Embracing design-oriented activities accomplishes more than just helping me grow as a UX professional. First, it keeps the project moving. If the product designer is swamped with work or out on PTO, other disciplines should feel empowered to do some of the heavy lifting. Second, it can help normalize a design focus for more junior content designers over time. Ultimately, this is a very visual field. I was jazzed about applying my journalism background to UX writing, but I would have been more impactful earlier in my career had I prioritized understanding design-related activities.
III: Embrace synergy and reaction
On UX projects — especially discovery engagements — there’s underrated value in dovetailing with others’ work whenever possible. Not just “collaborating” in the fluffy sense of being an amiable partner, but proactively being reactive: asking critical, tactical questions, and finding bandwidth to leave actionable feedback rather than doing a “quick pass”.
By taking a reactive approach, opportunities for ownership eventually reveal themselves. Towards the end of this engagement, for instance, I partnered with our solutions architect and engineer to explore CMS solutions for a particular product flow. They were driving the work by coding experimental content models on various platforms, but I was able to help define the scope of these models from my content audit learnings. We presented this out to the client, and they asked us to expand on that work by outlining how SMEs might engage with the CMS. I took ownership of creating a preliminary content governance model and editorial flow, but I wouldn’t have had that opportunity to lead if I didn’t assist our tech team’s efforts first.

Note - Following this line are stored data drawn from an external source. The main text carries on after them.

//! `fwbundle list`

use anyhow::Result;
use clap::Args;
use colored::Colorize;

use super::CliConfig;
use crate::config::{ConfigOverrides, DiscoveryMode, DiscoverySettings, ProjectConfig};
use crate::discovery;
use crate::manifest::ExtensionSet;

/// Output format for `list`.
#[derive(Clone, Copy, Debug, Default, PartialEq, Eq, clap::ValueEnum)]
pub enum OutputFormat {
    #[default]
    Text,
    Json,
}

/// Discover native extensions and print them.
#[derive(Args, Debug, Default)]
pub struct ListCommand {
    /// How to discover native extensions
    #[arg(long, value_enum)]
    discovery: Option<DiscoveryMode>,

    /// Output format
    #[arg(long, value_enum, default_value = "text")]
    format: OutputFormat,
}

impl ListCommand {
    pub async fn execute(self, cli: &CliConfig) -> Result<()> {
        let file = ProjectConfig::load(&cli.project_dir)?;
        let overrides = ConfigOverrides {
            discovery: self.discovery,
            ..ConfigOverrides::default()
        };
        let settings = DiscoverySettings::resolve(&cli.project_dir, &file, &overrides)?;
        let extensions = discovery::discover(&settings).await?;

        print!("{}", render(&extensions, self.format)?);
        Ok(())
    }
}

fn render(extensions: &ExtensionSet, format: OutputFormat) -> Result<String> {
    match format {
        OutputFormat::Json => Ok(format!("{}\n", serde_json::to_string_pretty(extensions)?)),
        OutputFormat::Text => {
            if extensions.is_empty() {
                return Ok("No native extensions found.\n".to_string());
            }
            let mut out = String::new();
            for extension in extensions {
                out.push_str(&format!("{} ({})\n", extension.name.cyan(), extension.owner));
                for dir in &extension.source_dirs {
                    out.push_str(&format!("    {dir}\n"));
                }
            }
            Ok(out)
        }
    }
}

Striving for a Permanent Seat at the Table
A common refrain among content designers is that we want to be brought in early and often on a project, not just at the point where lorem ipsums need to be filled in or the information architecture needs review. At WillowTree, my team opened the door for me well before those points in the UX process, and trusted me to expand my competencies according to client needs.
I believe this balance of team inclusivity and self-adaptability is key to standardizing the content design role as a consistent partner throughout the UX cycle. I’m excited to build on these learnings in future engagements and find new ways to evolve the breadth of the discipline.